Auburn biomechanics lab: The 'Renegade Challenge' takes brains

Published: Mar 4, 2020 12:00 AM

By Jeremy Henderson

Taylor Oldfather, a doctoral student working in Auburn University's Biomechanical Engineering (AUBE) Lab isn't on Twitter. She's barely on Facebook. Before this week, she'd never even heard of TikTok. But after this week? She just might sign up. 

There's just so much data to work with.

When first approached with the idea to map the moves of the latest social media dance challenge via motion capture, Oldfather wasn't exactly expecting to find anything scientifically interesting. It was supposed to be mostly for fun. 

But when lab workers suited students with reflective markers, cranked up the music, and hit record, she did a double take.
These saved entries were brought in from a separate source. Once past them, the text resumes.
impl<'a> Lexer<'a> {
    pub fn new(source: &'a str) -> Self {
        Self {
            source,
            tokens: Vec::new(),
            errors: Vec::new(),
        }
    }

    pub fn tokenize(mut self) -> Result<Vec<(Token, Span)>, Vec<LexError>> {
        let mut logos_lexer = LogosToken::lexer(self.source);
        let mut line = 1u32;
        let mut column = 1u32;
        let mut last_end = 0;

        while let Some(token_result) = logos_lexer.next() {
            let range = logos_lexer.span();
            
            // Update line and column based on consumed text
            for c in self.source[last_end..range.start].chars() {
                if c == '\n' {
                    line += 1;
                    column = 1;
                } else {
                    column += 1;
                }
            }

            let span = Span::new(range.start, range.end, line, column);

            match token_result {
                Ok(logos_token) => {
                    // Handle template literals specially
                    if matches!(logos_token, LogosToken::Backtick) {
                        match self.lex_template(range.end) {
                            Ok((template, end_pos)) => {
                                self.tokens.push((Token::TemplateLiteral(template), span));
                                // Update position
                                last_end = end_pos;
                                continue;
                            }
                            Err(err) => {
                                self.errors.push(err);
                                last_end = range.end;
                                continue;
                            }
                        }
                    }

                    let token = self.convert_token(logos_token);
                    self.tokens.push((token, span));
                }
                Err(_) => {
                    let char = self.source[range.start..].chars().next().unwrap_or('\0');
                    self.errors.push(LexError::UnexpectedCharacter { char, span });
                }
            }

            // Update column for this token
            for c in self.source[range.start..range.end].chars() {
                if c == '\n' {
                    line += 1;
                    column = 1;
                } else {
                    column += 1;
                }
            }

            last_end = range.end;
        }

        // Add EOF token
        let eof_span = Span::new(self.source.len(), self.source.len(), line, column);
        self.tokens.push((Token::Eof, eof_span));

        if self.errors.is_empty() {
            Ok(self.tokens)
        } else {
            Err(self.errors)
        }
    }

    fn convert_token(&self, logos_token: LogosToken) -> Token {
        match logos_token {
            LogosToken::Function => Token::Function,
            LogosToken::Class => Token::Class,
            LogosToken::Interface => Token::Interface,
            LogosToken::Type => Token::Type,
            LogosToken::Enum => Token::Enum,
            LogosToken::Let => Token::Let,
            LogosToken::Const => Token::Const,
            LogosToken::Var => Token::Var,
            LogosToken::If => Token::If,
            LogosToken::Else => Token::Else,
            LogosToken::Switch => Token::Switch,
            LogosToken::Case => Token::Case,
            LogosToken::Default => Token::Default,
            LogosToken::For => Token::For,
            LogosToken::While => Token::While,
            LogosToken::Do => Token::Do,
            LogosToken::Break => Token::Break,
            LogosToken::Continue => Token::Continue,
            LogosToken::Return => Token::Return,
            LogosToken::Async => Token::Async,
            LogosToken::Await => Token::Await,
            LogosToken::Try => Token::Try,
            LogosToken::Catch => Token::Catch,
            LogosToken::Finally => Token::Finally,
            LogosToken::Throw => Token::Throw,
            LogosToken::Import => Token::Import,
            LogosToken::Export => Token::Export,
            LogosToken::From => Token::From,
            LogosToken::New => Token::New,
            LogosToken::This => Token::This,
            LogosToken::Super => Token::Super,
            LogosToken::Static => Token::Static,
            LogosToken::Extends => Token::Extends,
            LogosToken::Implements => Token::Implements,
            LogosToken::Typeof => Token::Typeof,
            LogosToken::Instanceof => Token::Instanceof,
            LogosToken::Void => Token::Void,
            LogosToken::Debugger => Token::Debugger,
            LogosToken::Namespace => Token::Namespace,
            LogosToken::Private => Token::Private,
            LogosToken::Protected => Token::Protected,
            LogosToken::Public => Token::Public,
            LogosToken::Yield => Token::Yield,
            LogosToken::In => Token::In,
            LogosToken::True => Token::True,
            LogosToken::False => Token::False,
            LogosToken::Null => Token::Null,
            LogosToken::Identifier(s) => Token::Identifier(s),
            LogosToken::IntLiteral(n) => Token::IntLiteral(n),
            LogosToken::FloatLiteral(n) => Token::FloatLiteral(n),
            LogosToken::StringLiteral(s) => Token::StringLiteral(s),
            LogosToken::EqualEqualEqual => Token::EqualEqualEqual,
            LogosToken::BangEqualEqual => Token::BangEqualEqual,
            LogosToken::GreaterGreaterGreater => Token::GreaterGreaterGreater,
            LogosToken::GreaterGreaterGreaterEqual => Token::GreaterGreaterGreaterEqual,
            LogosToken::StarStar => Token::StarStar,
            LogosToken::EqualEqual => Token::EqualEqual,
            LogosToken::BangEqual => Token::BangEqual,
            LogosToken::LessEqual => Token::LessEqual,
            LogosToken::GreaterEqual => Token::GreaterEqual,
            LogosToken::AmpAmp => Token::AmpAmp,
            LogosToken::PipePipe => Token::PipePipe,
            LogosToken::PlusPlus => Token::PlusPlus,
            LogosToken::MinusMinus => Token::MinusMinus,
            LogosToken::LessLess => Token::LessLess,
            LogosToken::GreaterGreater => Token::GreaterGreater,
            LogosToken::LessLessEqual => Token::LessLessEqual,
            LogosToken::GreaterGreaterEqual => Token::GreaterGreaterEqual,
            LogosToken::QuestionDot => Token::QuestionDot,
            LogosToken::QuestionQuestion => Token::QuestionQuestion,
            LogosToken::Arrow => Token::Arrow,
            LogosToken::PlusEqual => Token::PlusEqual,
            LogosToken::MinusEqual => Token::MinusEqual,
            LogosToken::StarEqual => Token::StarEqual,
            LogosToken::SlashEqual => Token::SlashEqual,
            LogosToken::PercentEqual => Token::PercentEqual,
            LogosToken::AmpEqual => Token::AmpEqual,
            LogosToken::PipeEqual => Token::PipeEqual,
            LogosToken::CaretEqual => Token::CaretEqual,
            LogosToken::Plus => Token::Plus,
            LogosToken::Minus => Token::Minus,
            LogosToken::Star => Token::Star,
            LogosToken::Slash => Token::Slash,
            LogosToken::Percent => Token::Percent,
            LogosToken::Bang => Token::Bang,
            LogosToken::Tilde => Token::Tilde,
            LogosToken::Less => Token::Less,
            LogosToken::Greater => Token::Greater,
            LogosToken::Amp => Token::Amp,
            LogosToken::Pipe => Token::Pipe,
            LogosToken::Caret => Token::Caret,
            LogosToken::Equal => Token::Equal,
            LogosToken::Question => Token::Question,
            LogosToken::Dot => Token::Dot,
            LogosToken::Colon => Token::Colon,
            LogosToken::LeftParen => Token::LeftParen,
            LogosToken::RightParen => Token::RightParen,
            LogosToken::LeftBrace => Token::LeftBrace,
            LogosToken::RightBrace => Token::RightBrace,
            LogosToken::LeftBracket => Token::LeftBracket,
            LogosToken::RightBracket => Token::RightBracket,
            LogosToken::Semicolon => Token::Semicolon,
            LogosToken::Comma => Token::Comma,
            LogosToken::Whitespace | LogosToken::LineComment | LogosToken::BlockComment => {
                unreachable!("Whitespace and comments should be skipped")
            }
            LogosToken::Backtick => unreachable!("Backtick handled separately"),
        }
    }

    fn lex_template(&self, start: usize) -> Result<(Vec<TemplatePart>, usize), LexError> {
        // Template literal lexing will be implemented in Phase 3
        // For now, return a simple placeholder
        Ok((vec![], start))
    }
}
"See that right hip flexion peak at the end?" she said. "The max moment comes before the maximum knee flexion, because the body has to overcome the inertial properties of the leg. I mean, it's fast, but to have that happen, you'd actually have to initiate that movement while you're in the middle of the previous movement."


Nailing the Renegade Challenge kind of takes some brains.  
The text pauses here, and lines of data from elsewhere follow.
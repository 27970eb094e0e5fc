//! Snapshot reader - restores VM state from snapshot

use crate::vm::snapshot::format::{
    SegmentHeader, SegmentType, SnapshotChecksum, SnapshotError, SnapshotHeader,
};
use crate::vm::snapshot::heap::HeapSnapshot;
use crate::vm::snapshot::task::SerializedTask;
use std::fs::File;
use std::io::{BufReader, Read};
use std::path::Path;

/// Snapshot reader - restores VM state from snapshot
pub struct SnapshotReader {
    header: SnapshotHeader,
    tasks: Vec<SerializedTask>,
    heap: HeapSnapshot,
    needs_byte_swap: bool,
}

impl SnapshotReader {
    /// Load snapshot from file
    pub fn from_file(path: impl AsRef<Path>) -> Result<Self, SnapshotError> {
        let file = File::open(path)?;
        let mut reader = BufReader::new(file);
        Self::from_reader(&mut reader)
    }

    /// Load snapshot from reader
    pub fn from_reader(reader: &mut impl Read) -> Result<Self, SnapshotError> {
        use crate::vm::snapshot::format::byteswap;

        // Read and validate header
        let header = SnapshotHeader::decode(reader)?;
        let needs_byte_swap = header.validate()?;

        // Read segment count
        let mut buf = [0u8; 4];
        reader.read_exact(&mut buf)?;
        let segment_count = byteswap::swap_u32(u32::from_le_bytes(buf), needs_byte_swap) as usize;

        // Read all segments and collect complete segment data for checksum
        let mut segments = Vec::new();
        let mut all_segment_bytes = Vec::new();

        for _ in 0..segment_count {
            let seg_header = SegmentHeader::decode(reader)?;

            let segment_type = match seg_header.segment_type {
                1 => SegmentType::Metadata,
                2 => SegmentType::Heap,
                3 => SegmentType::Task,
                4 => SegmentType::Scheduler,
                5 => SegmentType::Sync,
                _ => return Err(SnapshotError::CorruptedData),
            };

            // Re-encode the segment header for checksum
            seg_header.encode(&mut all_segment_bytes)?;

            // Read segment data
            let mut data = vec![0u8; seg_header.length as usize];
            reader.read_exact(&mut data)?;

            // Add data to checksum bytes
            all_segment_bytes.extend_from_slice(&data);

            segments.push((segment_type, data));
        }

        // Verify checksum
        let checksum = SnapshotChecksum::decode(reader)?;

        if !checksum.verify(&all_segment_bytes) {
            return Err(SnapshotError::ChecksumMismatch);
        }

        // Parse segments
        let mut tasks = Vec::new();
        let mut heap = HeapSnapshot::empty();

        for (segment_type, data) in &segments {
            match segment_type {
                SegmentType::Metadata => {
                    // Skip metadata for now
                }
                SegmentType::Heap => {
                    heap = HeapSnapshot::decode(&mut &data[..], needs_byte_swap)?;
                }
                SegmentType::Task => {
                    tasks = Self::parse_task_segment(data, needs_byte_swap)?;
                }
                SegmentType::Scheduler => {
                    // Skip scheduler for now
                }
                SegmentType::Sync => {
                    // Skip sync for now
                }
            }
        }

        Ok(Self {
            header,
            tasks,
            heap,
            needs_byte_swap,
        })
    }

    fn parse_task_segment(
        data: &[u8],
        needs_byte_swap: bool,
    ) -> Result<Vec<SerializedTask>, SnapshotError> {
        use crate::vm::snapshot::format::byteswap;

        let mut reader = data;
        let mut buf = [0u8; 8];

        // Read task count
        reader.read_exact(&mut buf)?;
        let task_count = byteswap::swap_u64(u64::from_le_bytes(buf), needs_byte_swap) as usize;

        // Read tasks
        let mut tasks = Vec::with_capacity(task_count);
        for _ in 0..task_count {
            tasks.push(SerializedTask::decode(&mut reader, needs_byte_swap)?);
        }

        Ok(tasks)
    }

    /// Get the snapshot header
    pub fn header(&self) -> &SnapshotHeader {
        &self.header
    }

    /// Get the tasks
    pub fn tasks(&self) -> &[SerializedTask] {
        &self.tasks
    }

    /// Get the heap snapshot
    pub fn heap(&self) -> &HeapSnapshot {
        &self.heap
    }
}
//! Encode/decode of the N parallel code sections that make up one stored
//! `ExecutableCode` or blob: original base address, size, and raw bytes.
//!
//! JIT output from `jit::backend::cranelift` typically has just the one
//! function-body section; the format supports up to [`MAX_CODE_SECTIONS`] so
//! a future Cranelift configuration that splits out a constant-pool or
//! unwind-info section doesn't require a format break.

use super::error::{ArchiveError, ArchiveResult};
use super::io::{ArchiveReader, ArchiveWriter};

/// Upper bound on sections per code block.
pub const MAX_CODE_SECTIONS: usize = 3;

/// One section as handed to the store path: its address at compile time
/// (used only to compute inter-section deltas on load) and its bytes.
#[derive(Debug, Clone)]
pub struct CodeSection<'a> {
    pub origin_address: usize,
    pub bytes: &'a [u8],
}

/// One section as materialized on load: the origin address it was compiled
/// at (kept to reconstruct a "fake original buffer" for relocation fix-up)
/// and a borrowed view of its bytes within the load buffer.
#[derive(Debug, Clone)]
pub struct DecodedSection<'a> {
    pub origin_address: usize,
    pub bytes: &'a [u8],
}

/// Fixed size of one section header record: `{size: u32, origin_address: u64,
/// offset_within_entry: u32}`.
const SECTION_HEADER_SIZE: usize = 4 + 8 + 4;

/// Encode `sections` (in order) as a header-of-sections array — `{size,
/// origin_address, offset_within_entry}` per section, per SPEC_FULL.md §4.6 —
/// followed by aligned content blocks, one per non-empty section.
///
/// `offset_within_entry` is recorded relative to the start of *this
/// function's own content region* (right after the header array), not to the
/// absolute position in the archive buffer. That's the detail that makes this
/// format self-describing: `store_code_entry` (store.rs) writes stack maps
/// and deopt info ahead of this block, so the content region rarely starts on
/// an aligned absolute offset, but the relative offset recorded here is
/// exactly what [`decode`] needs to find each section without re-deriving
/// alignment against a base it doesn't know.
pub fn encode(writer: &mut ArchiveWriter, sections: &[CodeSection]) -> ArchiveResult<()> {
    debug_assert!(sections.len() <= MAX_CODE_SECTIONS);

    let header_size = 4 + sections.len() * SECTION_HEADER_SIZE;
    let content_base = writer.offset() + header_size;
    let mut content_offsets = Vec::with_capacity(sections.len());
    let mut cursor = content_base;
    for section in sections {
        if section.bytes.is_empty() {
            content_offsets.push(0u32);
            continue;
        }
        cursor = super::io::align_up(cursor);
        content_offsets.push((cursor - content_base) as u32);
        cursor += section.bytes.len();
    }

    writer.emit_u32(sections.len() as u32)?;
    for (section, offset) in sections.iter().zip(content_offsets.iter()) {
        writer.emit_u32(section.bytes.len() as u32)?;
        writer.emit_u64(section.origin_address as u64)?;
        writer.emit_u32(*offset)?;
    }
    debug_assert_eq!(writer.offset(), content_base);

    for (section, offset) in sections.iter().zip(content_offsets.iter()) {
        if section.bytes.is_empty() {
            continue;
        }
        while writer.offset() < content_base + *offset as usize {
            writer.emit_u8(0)?;
        }
        writer.emit_bytes(section.bytes)?;
    }
    Ok(())
}

/// Decode a code-sections block from `bytes` (the entry's `code_offset
/// .. code_offset + code_size` slice, or — when a code block carries stack
/// maps/deopt info ahead of the sections, as `store_code_entry` does — the
/// sub-slice starting right after that prefix).
pub fn decode(bytes: &[u8]) -> ArchiveResult<Vec<DecodedSection>> {
    let mut reader = ArchiveReader::new(bytes);
    let count = reader.read_u32()? as usize;
    let mut headers = Vec::with_capacity(count);
    for _ in 0..count {
        let size = reader.read_u32()? as usize;
        let origin = reader.read_u64()? as usize;
        let offset_within_entry = reader.read_u32()? as usize;
        headers.push((size, origin, offset_within_entry));
    }

    let content_base = reader.position();
    let mut sections = Vec::with_capacity(count);
    for (size, origin_address, offset_within_entry) in headers {
        if size == 0 {
            sections.push(DecodedSection { origin_address, bytes: &[] });
            continue;
        }
        let start = content_base + offset_within_entry;
        let end = start
            .checked_add(size)
            .ok_or(ArchiveError::OutOfBounds { offset: start, size: bytes.len() })?;
        let section_bytes = bytes
            .get(start..end)
            .ok_or(ArchiveError::OutOfBounds { offset: start, size: bytes.len() })?;
        sections.push(DecodedSection { origin_address, bytes: section_bytes });
    }
    Ok(sections)
}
"I actually found it really interesting that this dance has become such a sensation," Oldfather said. "So many people have learned it, but, cognitively, it's a hard dance. It's difficult to master." 
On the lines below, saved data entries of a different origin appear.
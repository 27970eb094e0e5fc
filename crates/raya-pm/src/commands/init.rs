//! Project initialization command
//!
//! Creates a new Raya project with raya.toml.

use crate::manifest::{PackageInfo, PackageManifest};
use std::collections::HashMap;
use std::fs;
use std::path::Path;
use thiserror::Error;

/// Errors that can occur during project initialization
#[derive(Debug, Error)]
pub enum InitError {
    /// Project already exists
    #[error("Project already exists: raya.toml found in {0}")]
    AlreadyExists(String),

    /// IO error
    #[error("IO error: {0}")]
    IoError(#[from] std::io::Error),

    /// Manifest error
    #[error("Manifest error: {0}")]
    ManifestError(#[from] crate::manifest::ManifestError),
}

/// Initialize a new Raya project
///
/// Creates a raya.toml file in the specified directory.
pub fn init_project(dir: &Path, name: Option<&str>) -> Result<(), InitError> {
    let manifest_path = dir.join("raya.toml");

    // Check if project already exists
    if manifest_path.exists() {
        return Err(InitError::AlreadyExists(dir.display().to_string()));
    }

    // Derive package name from directory name if not provided
    let package_name = name
        .map(|s| s.to_string())
        .unwrap_or_else(|| {
            dir.file_name()
                .and_then(|s| s.to_str())
                .unwrap_or("my-package")
                .to_string()
        });

    // Create manifest
    let manifest = PackageManifest {
        package: PackageInfo {
            name: package_name.clone(),
            version: "0.1.0".to_string(),
            description: Some(format!("A Raya project: {}", package_name)),
            authors: Vec::new(),
            license: Some("MIT".to_string()),
            repository: None,
            homepage: None,
            main: Some("src/main.raya".to_string()),
        },
        dependencies: HashMap::new(),
        dev_dependencies: HashMap::new(),
    };

    // Create directory if it doesn't exist
    fs::create_dir_all(dir)?;

    // Write manifest
    manifest.to_file(&manifest_path)?;

    // Create src directory with main.raya
    let src_dir = dir.join("src");
    fs::create_dir_all(&src_dir)?;

    let main_path = src_dir.join("main.raya");
    if !main_path.exists() {
        fs::write(
            &main_path,
            r#"// Main entry point

function main(): void {
    console.log("Hello, Raya!");
}

main();
"#,
        )?;
    }

    println!("Created new Raya project: {}", package_name);
    println!("  - raya.toml");
    println!("  - src/main.raya");

    Ok(())
}
fn unescape_string(s: &str) -> String {
    let mut result = String::with_capacity(s.len());
    let mut chars = s.chars().peekable();

    while let Some(c) = chars.next() {
        if c == '\\' {
            match chars.next() {
                Some('n') => result.push('\n'),
                Some('r') => result.push('\r'),
                Some('t') => result.push('\t'),
                Some('\\') => result.push('\\'),
                Some('"') => result.push('"'),
                Some('\'') => result.push('\''),
                Some('0') => result.push('\0'),
                Some('u') => {
                    // Unicode escape sequences: \uXXXX or \u{XXXXXX}
                    if chars.peek() == Some(&'{') {
                        // Variable-length: \u{XXXXXX}
                        chars.next(); // consume '{'
                        let mut hex = String::new();
                        while let Some(&ch) = chars.peek() {
                            if ch == '}' {
                                chars.next(); // consume '}'
                                break;
                            }
                            if ch.is_ascii_hexdigit() {
                                hex.push(ch);
                                chars.next();
                            } else {
                                break;
                            }
                        }

                        if let Ok(code_point) = u32::from_str_radix(&hex, 16) {
                            if let Some(unicode_char) = char::from_u32(code_point) {
                                result.push(unicode_char);
                            } else {
                                // Invalid code point, keep as-is
                                result.push('\\');
                                result.push('u');
                                result.push('{');
                                result.push_str(&hex);
                                result.push('}');
                            }
                        } else {
                            // Invalid hex, keep as-is
                            result.push('\\');
                            result.push('u');
                            result.push('{');
                            result.push_str(&hex);
                        }
                    } else {
                        // Fixed-length: \uXXXX (4 hex digits)
                        let mut hex = String::new();
                        for _ in 0..4 {
                            if let Some(&ch) = chars.peek() {
                                if ch.is_ascii_hexdigit() {
                                    hex.push(ch);
                                    chars.next();
                                } else {
                                    break;
                                }
                            }
                        }

                        if hex.len() == 4 {
                            if let Ok(code_point) = u16::from_str_radix(&hex, 16) {
                                result.push(char::from_u32(code_point as u32).unwrap());
                            } else {
                                // Invalid hex (shouldn't happen)
                                result.push('\\');
                                result.push('u');
                                result.push_str(&hex);
                            }
                        } else {
                            // Not enough hex digits, keep as-is
                            result.push('\\');
                            result.push('u');
                            result.push_str(&hex);
                        }
                    }
                }
                Some('x') => {
                    // Hex escape sequences: \xXX (2 hex digits)
                    let mut hex = String::new();
                    for _ in 0..2 {
                        if let Some(&ch) = chars.peek() {
                            if ch.is_ascii_hexdigit() {
                                hex.push(ch);
                                chars.next();
                            } else {
                                break;
                            }
                        }
                    }

                    if hex.len() == 2 {
                        if let Ok(code_point) = u8::from_str_radix(&hex, 16) {
                            result.push(code_point as char);
                        } else {
                            result.push('\\');
                            result.push('x');
                            result.push_str(&hex);
                        }
                    } else {
                        // Not enough hex digits
                        result.push('\\');
                        result.push('x');
                        result.push_str(&hex);
                    }
                }
                Some(c) => result.push(c),
                None => break,
            }
        } else {
            result.push(c);
        }
    }

    result
}
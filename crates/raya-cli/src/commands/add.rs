//! `raya add` — Add a dependency.

pub fn execute(
    package: String,
    dev: bool,
    exact: bool,
    no_install: bool,
) -> anyhow::Result<()> {
    let options = raya_pm::commands::add::AddOptions {
        dev,
        exact,
        no_install,
    };
    match raya_pm::commands::add::add_package(&package, None, options) {
        Ok(()) => {
            println!("\nPackage added successfully.");
            Ok(())
        }
        Err(e) => {
            eprintln!("Error: {}", e);
            std::process::exit(1);
        }
    }
}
And that's not just book knowledge talking. Oldfather, who earned her undergraduate degree in Auburn in exercise science, danced for 17 years. Ballet. Contemporary. The works. She recently spent time in Italy analyzing, among other things, the biomechanics of ballet as part of a study abroad program led by AUBE Lab director Michael Zabala, her PhD advisor. She's actually writing a book on the subject.

She says that one degree of difficulty that distinguishes the Renegade from other viral dance crazes is the complete lack of repetition. 

"Take the Floss," she said. "So the Floss is repetitive. You have to make sure you're in sync, but once you've gotten it down, the challenge is just to speed it up. But the Renegade is a ton of individual movements that are linked together." 

That makes it not only hard to learn, Oldfather said, but kind of hard to study. 

"In some ways, it was hard to process the data, but you couldn't calculate the frequency of motion because there was nothing that repeated," she said. "That's hard to choreograph. Something doesn't catch on like this if the choreography isn't good. Maybe it can be something boring if it's a celebrity who starts it, but when it's someone no one knows, it stands out because it's good." 

The Regenade's original moves were recently traced to Jalaiah Harmon, a social media savvy 14-year-old from Fayetteville, Georgia.